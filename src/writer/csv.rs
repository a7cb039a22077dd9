//! CSV file writer: one bucket file per calendar day
//!
//! Layout: `<data_folder>/trade-logs/trades-YYYY-MM-DD.csv`.
//!
//! Append protocol per bucket session:
//! 1. Ensure the folder exists and is writable
//! 2. Classify the bucket as new, empty or non-empty
//! 3. Open it for append; a new file is created exclusively and its
//!    directory entry is fsynced before any content is written
//! 4. New or empty buckets get the header row first
//! 5. Each record is one `write_all` followed by `sync_data`; the cursor is
//!    advanced only afterwards
//! 6. The session ends when the batch is drained or the next record belongs
//!    to a different bucket
//!
//! Every write goes straight to the unbuffered `File`: nothing is held in a
//! userspace buffer between the write and its sync.

use std::borrow::Cow;
use std::fs::{File, OpenOptions};
use std::io::{self, Write};
use std::marker::PhantomData;
use std::path::{Path, PathBuf};

use chrono::{DateTime, NaiveDate, Utc};

use super::errors::{PersistError, PersistResult};
use super::fs::{self as bucket_fs, BucketState};
use super::RecordWriter;
use crate::batch::BatchCursor;
use crate::config::EngineConfig;
use crate::crash_point::{maybe_crash, points};
use crate::record::{BucketTimeZone, CsvRecord, SaveOptions};

/// Name of the storage type served by [`CsvFileWriter`].
pub const STORAGE_TYPE: &str = "csv";

/// Folder below the data folder that holds the bucket files.
pub const TRADE_LOGS_FOLDER: &str = "trade-logs";

const FILE_NAME_PREFIX: &str = "trades-";
const FILE_EXTENSION: &str = ".csv";

/// Formats fields as comma separated values.
///
/// Defaults:
/// - comma field separator, LF record separator
/// - every field quoted with `"`, quotes inside fields doubled
/// - backslashes and line breaks inside fields escaped, so that each record
///   occupies exactly one line
/// - a warning is logged for every field containing a line break
/// - absent fields are written as the empty string
#[derive(Debug, Clone)]
pub struct CsvFormatter {
    field_separator: String,
    record_separator: String,
    quote: String,
    escaped_quote: String,
    quote_all_fields: bool,
    escape_newlines: bool,
    warn_on_newlines: bool,
    null_field: String,
}

impl Default for CsvFormatter {
    fn default() -> Self {
        Self {
            field_separator: ",".to_string(),
            record_separator: "\n".to_string(),
            quote: "\"".to_string(),
            escaped_quote: "\"\"".to_string(),
            quote_all_fields: true,
            escape_newlines: true,
            warn_on_newlines: true,
            null_field: String::new(),
        }
    }
}

impl CsvFormatter {
    pub fn new() -> Self {
        Self::default()
    }

    /// Sets the field separator. Ignored if empty.
    pub fn field_separator(mut self, separator: impl Into<String>) -> Self {
        let separator = separator.into();
        if !separator.is_empty() {
            self.field_separator = separator;
        }
        self
    }

    /// Sets the record separator. Ignored if empty.
    pub fn record_separator(mut self, separator: impl Into<String>) -> Self {
        let separator = separator.into();
        if !separator.is_empty() {
            self.record_separator = separator;
        }
        self
    }

    /// Sets the quote. An empty quote disables quoting entirely.
    pub fn quote(mut self, quote: impl Into<String>) -> Self {
        self.quote = quote.into();
        self
    }

    /// Sets the replacement for quotes inside quoted fields.
    pub fn escaped_quote(mut self, escaped_quote: impl Into<String>) -> Self {
        self.escaped_quote = escaped_quote.into();
        self
    }

    /// Whether every field is quoted, or only fields that need it.
    pub fn quote_all_fields(mut self, quote_all_fields: bool) -> Self {
        self.quote_all_fields = quote_all_fields;
        self
    }

    /// Whether backslashes and line breaks inside fields are escaped.
    pub fn escape_newlines(mut self, escape_newlines: bool) -> Self {
        self.escape_newlines = escape_newlines;
        self
    }

    /// Whether a warning is logged for fields containing line breaks.
    pub fn warn_on_newlines(mut self, warn_on_newlines: bool) -> Self {
        self.warn_on_newlines = warn_on_newlines;
        self
    }

    /// Sets the text written for absent fields.
    pub fn null_field(mut self, null_field: impl Into<String>) -> Self {
        self.null_field = null_field.into();
        self
    }

    /// Escapes and, if required, quotes a single field.
    pub fn escape_field(&self, field: Option<&str>) -> String {
        let raw = field.unwrap_or(&self.null_field);
        let contains_newline = raw.contains(['\n', '\r']);

        if self.warn_on_newlines && contains_newline {
            tracing::warn!(field = raw, "CSV field contains a newline character");
        }

        let mut escaped = if self.escape_newlines {
            escape_newlines(raw).into_owned()
        } else {
            raw.to_string()
        };

        if !self.quote.is_empty() {
            let contains_quote = escaped.contains(self.quote.as_str());
            let record_separator_is_line_break = self.record_separator.contains(['\n', '\r']);
            let needs_quotes = self.quote_all_fields
                || contains_quote
                || (!self.escape_newlines && contains_newline)
                || escaped.contains(self.field_separator.as_str())
                || (!record_separator_is_line_break && escaped.contains(self.record_separator.as_str()));
            if needs_quotes {
                if contains_quote {
                    escaped = escaped.replace(self.quote.as_str(), &self.escaped_quote);
                }
                escaped = format!("{}{}{}", self.quote, escaped, self.quote);
            }
        }
        escaped
    }

    /// Joins the escaped fields, without the record separator.
    pub fn format_fields<I, S>(&self, fields: I) -> String
    where
        I: IntoIterator<Item = Option<S>>,
        S: AsRef<str>,
    {
        let escaped: Vec<String> = fields
            .into_iter()
            .map(|field| self.escape_field(field.as_ref().map(|s| s.as_ref())))
            .collect();
        escaped.join(&self.field_separator)
    }

    /// Formats one complete record, including the record separator.
    pub fn format_record<I, S>(&self, fields: I) -> String
    where
        I: IntoIterator<Item = Option<S>>,
        S: AsRef<str>,
    {
        let mut record = self.format_fields(fields);
        record.push_str(&self.record_separator);
        record
    }
}

/// Escapes backslashes and line breaks, so that the text fits on one line.
///
/// Returns the text unchanged if it contains neither.
pub fn escape_newlines(text: &str) -> Cow<'_, str> {
    if !text.contains(['\\', '\n', '\r']) {
        return Cow::Borrowed(text);
    }
    Cow::Owned(text.replace('\\', "\\\\").replace('\n', "\\n").replace('\r', "\\r"))
}

/// Appends CSV records to daily bucket files.
///
/// Records are expected to be single-line already (see [`escape_newlines`]):
/// the formatter only quotes, so structured fields such as JSON keep their
/// backslashes as they are. A line break that slips through is logged.
pub struct CsvFileWriter<R> {
    folder: PathBuf,
    time_zone: BucketTimeZone,
    formatter: CsvFormatter,
    /// Ends a bucket session; every record is already synced at this point.
    close_bucket: fn(&File) -> io::Result<()>,
    _records: PhantomData<fn(R)>,
}

impl<R> std::fmt::Debug for CsvFileWriter<R> {
    fn fmt(&self, f: &mut std::fmt::Formatter<'_>) -> std::fmt::Result {
        f.debug_struct("CsvFileWriter")
            .field("folder", &self.folder)
            .field("time_zone", &self.time_zone)
            .finish()
    }
}

impl<R: CsvRecord> CsvFileWriter<R> {
    /// Creates a writer storing its buckets in `<data_folder>/trade-logs`.
    pub fn new(data_folder: impl AsRef<Path>, time_zone: BucketTimeZone) -> Self {
        Self {
            folder: data_folder.as_ref().join(TRADE_LOGS_FOLDER),
            time_zone,
            formatter: CsvFormatter::new().escape_newlines(false).warn_on_newlines(true),
            close_bucket: File::sync_all,
            _records: PhantomData,
        }
    }

    /// Creates a writer from the engine configuration.
    pub fn from_config(config: &EngineConfig) -> Self {
        Self::new(config.data_folder(), config.bucket_time_zone())
    }

    /// Replaces the formatter.
    pub fn with_formatter(mut self, formatter: CsvFormatter) -> Self {
        self.formatter = formatter;
        self
    }

    /// Folder holding the bucket files.
    pub fn folder(&self) -> &Path {
        &self.folder
    }

    /// Path of the bucket file for the given calendar date.
    pub fn bucket_path_for_date(&self, date: NaiveDate) -> PathBuf {
        self.folder.join(format!(
            "{}{}{}",
            FILE_NAME_PREFIX,
            date.format("%Y-%m-%d"),
            FILE_EXTENSION
        ))
    }

    /// Path of the bucket file a record with this timestamp belongs to.
    pub fn bucket_path(&self, timestamp: DateTime<Utc>) -> PathBuf {
        self.bucket_path_for_date(self.time_zone.date_of(timestamp))
    }

    /// Runs one bucket session.
    ///
    /// Writes the next unsaved record and every following record of the same
    /// bucket, advancing the cursor after each durable append. Returns at the
    /// bucket boundary, when the batch is drained, or at the first failure.
    pub fn write_bucket(&mut self, cursor: &mut BatchCursor<R>, options: &SaveOptions) -> PersistResult<()> {
        let bucket_date = match cursor.peek_next_unsaved() {
            Some(record) => self.time_zone.date_of(record.timestamp()),
            None => return Ok(()),
        };
        let path = self.bucket_path_for_date(bucket_date);

        bucket_fs::create_dirs(&self.folder)?;
        bucket_fs::check_dir_writable(&self.folder)?;

        let state = BucketState::of(&path).map_err(|e| {
            PersistError::append_failed(format!("Could not inspect bucket: {}", path.display()), e)
        })?;
        if !state.is_new() {
            bucket_fs::check_file_writable(&path)?;
        }

        let mut file = open_bucket(&path, state.is_new())?;
        if state.is_new() {
            bucket_fs::fsync_parent_dir(&path).map_err(|e| {
                PersistError::fsync_failed("Could not sync directory of new bucket", e)
                    .with_details(format!("path: {}", path.display()))
            })?;
            maybe_crash(points::CSV_AFTER_CREATE);
        }

        if state.needs_header() {
            let header = self.formatter.format_record(R::csv_header().iter().map(|h| Some(*h)));
            append_line(&mut file, &path, &header)?;
            maybe_crash(points::CSV_AFTER_HEADER);
        }

        while let Some(record) = cursor.peek_next_unsaved() {
            if self.time_zone.date_of(record.timestamp()) != bucket_date {
                break;
            }
            let line = self.formatter.format_record(record.csv_fields(options, self.time_zone));
            append_line(&mut file, &path, &line)?;
            maybe_crash(points::CSV_AFTER_RECORD);
            cursor.advance();
        }

        // Every record is already synced; a failure here loses nothing.
        if let Err(e) = (self.close_bucket)(&file) {
            tracing::error!(
                path = %path.display(),
                error = %e,
                "Failed to close trade log file after writing; records are considered persisted"
            );
        }
        Ok(())
    }
}

impl<R: CsvRecord> RecordWriter<R> for CsvFileWriter<R> {
    fn storage_type(&self) -> &str {
        STORAGE_TYPE
    }

    fn setup(&mut self) -> PersistResult<()> {
        std::fs::create_dir_all(&self.folder).map_err(|e| {
            PersistError::setup_failed(
                format!("Could not create trade logs folder: {}", self.folder.display()),
                e,
            )
        })?;
        bucket_fs::check_dir_writable(&self.folder)
    }

    fn write_batch(&mut self, cursor: &mut BatchCursor<R>, options: &SaveOptions) -> PersistResult<()> {
        while cursor.has_unsaved() {
            self.write_bucket(cursor, options)?;
        }
        Ok(())
    }
}

fn open_bucket(path: &Path, is_new: bool) -> PersistResult<File> {
    let mut options = OpenOptions::new();
    options.append(true);
    if is_new {
        options.create_new(true);
    }
    options.open(path).map_err(|e| {
        PersistError::append_failed(format!("Could not open bucket: {}", path.display()), e)
    })
}

fn append_line(file: &mut File, path: &Path, line: &str) -> PersistResult<()> {
    file.write_all(line.as_bytes()).map_err(|e| {
        PersistError::append_failed("Could not append to bucket", e)
            .with_details(format!("path: {}", path.display()))
    })?;
    file.sync_data().map_err(|e| {
        PersistError::fsync_failed("Could not sync bucket after append", e)
            .with_details(format!("path: {}", path.display()))
    })
}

____________

Using the entries above, output exactly the lines between the line holding "bucket_fs::check_file_writable(&path)?;" and the line holding "maybe_crash(points::CSV_AFTER_CREATE);", end lines included, and nothing more.

TASK RESPONSE:
            bucket_fs::check_file_writable(&path)?;
        }

        let mut file = open_bucket(&path, state.is_new())?;
        if state.is_new() {
            bucket_fs::fsync_parent_dir(&path).map_err(|e| {
                PersistError::fsync_failed("Could not sync directory of new bucket", e)
                    .with_details(format!("path: {}", path.display()))
            })?;
            maybe_crash(points::CSV_AFTER_CREATE);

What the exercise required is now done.